In the revised Discussion we have made clearer reference to a recent study by Trush et al. (10.1016/j.bbagrm.2022.194845) reporting the enhanced activity of H3K9 methyltransferases (G9a and SUV39H) when nucleosomal substrates are in vitro acetylated with KATs. However, our mass spectrometry analyses do not find a direct correlation between H3 acetylation levels and H3K9 methylation in cells (Figure 3 —figure supplement 1C-D). It is important to also note that the 5ac state almost exclusively contains K9ac, which blocks any methyltransferase activity at this site and the 4ac state is also dramatically enriched for K9ac. We take these data to mean that in vivo hyperacetylated H3 could function, at least in part, to prevent rather than stimulate repressive H3K9 methylation. However, we note there are certainly enzymes that can access the tail without acetylation, notably the acetyltransferases. Thus, these and other findings suggest not all enzymes are equally affected by H3ac accessibility. Per the reviewer’s suggestion, we have included our MS H3K9 methylation results and mention the possibility of other enzymes being influenced by KATs in the discussion (including the recent Trush paper).

3) The MS data in MCF-7 cells reveal that H3K4 methylation is drastically increased only in the 5-ac but not 3-ac histones. This is inconsistent with the in vitro biochemical data. Experiments are needed to compare the difference between H3 with 5-ac and 3-ac in the in vitro enzymatic assays.

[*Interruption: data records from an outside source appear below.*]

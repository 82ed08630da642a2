//! # Strategist Core
//!
//! Portfolio construction and projection for a small, non-USD budget invested
//! in fractional US-listed shares.
//!
//! ## Overview
//!
//! - **Reference catalog** of asset profiles, currency risk and per-tier
//!   allocation templates
//! - **Pure engine** that converts a local-currency budget, sizes fractional
//!   positions and projects 25th/50th/75th percentile outcomes
//! - **Market-data boundary** with live adapters, retry and constant-table
//!   fallback
//! - **Response envelope** with provenance metadata and warnings
//!
//! ## Modules
//!
//! | Module | Description |
//! |--------|-------------|
//! | [`adapters`] | Finnhub, exchangerate-api and fixed-table sources |
//! | [`catalog`] | Immutable reference tables |
//! | [`config`] | Environment-driven configuration |
//! | [`data_source`] | Quote and FX source traits, source errors |
//! | [`domain`] | Value types (Symbol, RiskTier, TimeHorizon, ...) |
//! | [`engine`] | Allocation, sizing, statistics, projection |
//! | [`envelope`] | Response envelope with metadata |
//! | [`error`] | Validation, engine and config errors |
//! | [`http_client`] | HTTP transport abstraction |
//! | [`resolver`] | Live-first market data with fallback |
//! | [`retry`] | Backoff and retry policy |
//! | [`source`] | Provider identifiers |
//!
//! ## Architecture
//!
//! ```text
//! ┌─────────────────┐
//! │  CLI / caller   │
//! └───┬─────────┬───┘
//!     │         │ symbols
//!     │         ▼
//!     │  ┌─────────────────────┐     ┌──────────────────┐
//!     │  │ MarketDataResolver  │────▶│ Quote/Fx sources │
//!     │  │ (retry + fallback)  │     │ (HTTP client)    │
//!     │  └──────────┬──────────┘     └──────────────────┘
//!     │             │ MarketSnapshot
//!     ▼             ▼
//! ┌─────────────────────────┐     ┌──────────────────┐
//! │ PortfolioEngine (sync)  │────▶│ Catalog (Arc)    │
//! └────────────┬────────────┘     └──────────────────┘
//!              ▼
//!       PortfolioReport
//! ```
//!
//! ## Quick Start
//!
//! ```rust,ignore
//! use std::sync::Arc;
//! use strategist_core::{
//!     BuildRequest, Catalog, MarketDataResolver, PortfolioEngine, TimeHorizon,
//! };
//!
//! #[tokio::main]
//! async fn main() -> Result<(), Box<dyn std::error::Error>> {
//!     let engine = PortfolioEngine::new(Arc::new(Catalog::builtin()));
//!     let request = BuildRequest::new(50_000.0, "medium", TimeHorizon::one_year());
//!
//!     let symbols = engine.catalog().template(strategist_core::RiskTier::Medium).symbols();
//!     let market = MarketDataResolver::default().resolve(&symbols).await;
//!
//!     let report = engine.build(&request, &market.snapshot)?;
//!     println!("expected value: {:.0}", report.projection.scenarios.expected.value_local);
//!     Ok(())
//! }
//! ```

pub mod adapters;
pub mod catalog;
pub mod config;
pub mod data_source;
pub mod domain;
pub mod engine;
pub mod envelope;
pub mod error;
pub mod http_client;
pub mod resolver;
pub mod retry;
pub mod source;

// Adapters
pub use adapters::{ExchangeRateAdapter, FinnhubAdapter, FixedMarketData};

// Catalog
pub use catalog::{Catalog, CatalogFile, DEFAULT_EXPECTED_RETURN, DEFAULT_VOLATILITY};

// Configuration
pub use config::MarketDataConfig;

// Source traits
pub use data_source::{FxSource, QuoteSource, SourceError, SourceErrorKind, SourceFuture};

// Domain models
pub use domain::{
    validate_currency_code, AllocationTemplate, AssetProfile, AssetType, CurrencyProfile, FxState,
    HorizonOption, PortfolioStatistics, PositionEntry, RiskTier, Symbol, TemplateEntry,
    TimeHorizon, WeightedSymbol, MAX_HORIZON_MONTHS,
};

// Engine
pub use engine::{
    combined_volatility, Allocation, AllocationTemplateSelector, BuildRequest, CurrencyConverter,
    MarketSnapshot, PortfolioEngine, PortfolioReport, PortfolioStatisticsAggregator,
    ProjectionAssumptions, ProjectionModel, ProjectionRequest, ProjectionResult,
    RiskNarrativeAssembler, Scenario, Scenarios, ShareSizer, DISCLAIMER,
};

// Envelope types
pub use envelope::{Envelope, EnvelopeError, EnvelopeMeta, SCHEMA_VERSION};

// Error types
pub use error::{ConfigError, EngineError, ValidationError};

// HTTP client types
pub use http_client::{
    HttpClient, HttpError, HttpRequest, HttpResponse, ReqwestHttpClient, StaticHttpClient,
};

// Resolution and retry
pub use resolver::{MarketDataResolver, Resolved, ResolvedMarket};
pub use retry::{Backoff, RetryPolicy};

// Source identifiers
pub use source::ProviderId;
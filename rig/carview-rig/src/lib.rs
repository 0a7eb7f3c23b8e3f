//! Steering and wheel orientation model for a vehicle viewer.
//!
//! This crate has no renderer dependency. The host supplies wheel rest
//! orientations once, calls [`tick`] every frame with the held keys, and
//! applies what [`compute_all`] returns to its scene nodes.
//!
//! # Example
//!
//! ```
//! use carview_rig::{
//!     AxisConfig, FrameStep, RigState, SteerInput, SteerKey, SteeringController, WheelRig,
//!     WheelRole, compute_all, tick,
//! };
//! use glam::Quat;
//!
//! let mut rig = WheelRig::new();
//! for role in WheelRole::ALL {
//!     rig.capture(role, role.node_name(), Quat::IDENTITY).unwrap();
//! }
//!
//! let controller = SteeringController::default();
//! let config = AxisConfig::default();
//! let mut input = SteerInput::default();
//! input.press(SteerKey::Left);
//!
//! let state = tick(RigState::default(), &input, &config, &controller, FrameStep::PerFrame);
//! let wheels = compute_all(rig.iter(), state.steering_angle, &config, state.roll_angle());
//! assert_eq!(wheels.len(), 4);
//! ```

mod axis;
mod error;
mod frame;
mod input;
mod roll;
mod solver;
mod steering;
mod wheel;

pub use axis::{Axis, AxisConfig, DEFAULT_ROLL_SPEED};
pub use error::{Result, RigError};
pub use frame::{FrameStep, REFERENCE_HZ, RigState, tick};
pub use input::{SteerDirection, SteerInput, SteerKey};
pub use roll::RollState;
pub use solver::{SolvedWheel, compute_all, effective_steer, solve_wheel, steered_orientation};
pub use steering::{
    MAX_STEER_ANGLE, STEER_DECAY, STEER_SNAP_THRESHOLD, STEER_STEP, SteeringController,
};
pub use wheel::{WheelRestState, WheelRig, WheelRole};
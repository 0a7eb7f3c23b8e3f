//! Interactive 3D vehicle viewer using Bevy.
//!
//! Loads a glTF vehicle, rigs its four wheels by node name, and animates them:
//! the front wheels steer with the arrow keys (or A/D) and every wheel rolls
//! continuously about its local axis.

mod camera;
mod input;
mod launch_params;
mod ui;
mod vehicle;

use bevy::light::light_consts::lux;
use bevy::prelude::*;
use camera::{OrbitCamera, OrbitCameraPlugin, orbit_camera_bundle};
use input::InputPlugin;
use ui::DebugUiPlugin;
use vehicle::VehiclePlugin;

/// Side length of the ground plane (meters).
const GROUND_SIZE: f32 = 40.0;

/// Plugin for the main application.
pub struct AppPlugin;

impl Plugin for AppPlugin {
    fn build(&self, app: &mut App) {
        app.add_plugins((InputPlugin, OrbitCameraPlugin, VehiclePlugin, DebugUiPlugin))
            .insert_resource(ClearColor(Color::srgb(0.52, 0.6, 0.68)))
            .add_systems(Startup, setup_scene);
    }
}

/// Set up the camera, lights and ground.
fn setup_scene(
    mut commands: Commands,
    mut meshes: ResMut<Assets<Mesh>>,
    mut materials: ResMut<Assets<StandardMaterial>>,
) {
    commands.spawn((Name::new("Camera"), orbit_camera_bundle(OrbitCamera::default())));

    // Key light from above and in front, with shadows so the wheels read clearly.
    commands.spawn((
        Name::new("Key light"),
        DirectionalLight {
            illuminance: lux::AMBIENT_DAYLIGHT,
            shadows_enabled: true,
            ..default()
        },
        Transform::from_xyz(4.0, 8.0, 6.0).looking_at(Vec3::ZERO, Vec3::Y),
    ));

    // Dimmer fill from the opposite side.
    commands.spawn((
        Name::new("Fill light"),
        DirectionalLight {
            illuminance: lux::OVERCAST_DAY,
            ..default()
        },
        Transform::from_xyz(-6.0, 3.0, -4.0).looking_at(Vec3::ZERO, Vec3::Y),
    ));

    commands.spawn((
        Name::new("Ground"),
        Mesh3d(meshes.add(Plane3d::default().mesh().size(GROUND_SIZE, GROUND_SIZE))),
        MeshMaterial3d(materials.add(StandardMaterial {
            base_color: Color::srgb(0.32, 0.34, 0.36),
            perceptual_roughness: 0.95,
            ..default()
        })),
        Transform::default(),
    ));

    tracing::info!(
        "Scene setup complete - arrows or A/D to steer, Space to pause, F to frame, Q for UI"
    );
}

fn main() {
    // Initialize tracing for native platforms.
    #[cfg(not(target_family = "wasm"))]
    {
        use tracing_subscriber::{layer::SubscriberExt, util::SubscriberInitExt};
        tracing_subscriber::registry()
            .with(tracing_subscriber::fmt::layer())
            .with(
                tracing_subscriber::EnvFilter::try_from_default_env()
                    .unwrap_or_else(|_| tracing_subscriber::EnvFilter::new("info")),
            )
            .init();
    }

    // Initialize tracing for WASM (logs to browser console).
    #[cfg(target_family = "wasm")]
    {
        console_error_panic_hook::set_once();
        tracing_wasm::set_as_global_default();
    }

    let params = launch_params::parse();

    let mut app = App::new();

    #[allow(unused_mut)]
    let mut window = Window {
        title: "carview".to_string(),
        resolution: (1600, 900).into(),
        position: WindowPosition::Centered(MonitorSelection::Primary),
        ..Default::default()
    };

    // WASM: Fit canvas to parent element and prevent browser event handling.
    #[cfg(target_family = "wasm")]
    {
        window.fit_canvas_to_parent = true;
        window.prevent_default_event_handling = true;
    }

    app.add_plugins(DefaultPlugins.set(WindowPlugin {
        primary_window: Some(window),
        ..Default::default()
    }));

    app.insert_resource(params).add_plugins(AppPlugin).run();
}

The reviewer raises an intriguing point between our in vitro studies and the H3ac signature associated with H3K4me3 in cells. Intriguingly, our MS analyses reveal that H3ac proteoforms used in our in vitro assays (K9acK14acK18ac combination) exist in vivo almost exclusively within the 4ac and 5ac states (Figure 3 – —figure supplement 1E). Butyrate treatment primarily impacts how much of the K9acK14acK18ac combination is present within 4ac vs. 5ac, skipping the 3ac state. Nonetheless, this 3ac state is sufficient to direct the cis-effect on MLL1C mediated methylation. While it is reasonable to ask that we compare a 5ac nucleosome substrate versus the 3ac, we needed to prioritize our efforts and use the limited time and resources to develop heterotypic nucleosomes. We felt addressing the cis vs. trans question (asked by both reviewers) would have much a greater impact on the study.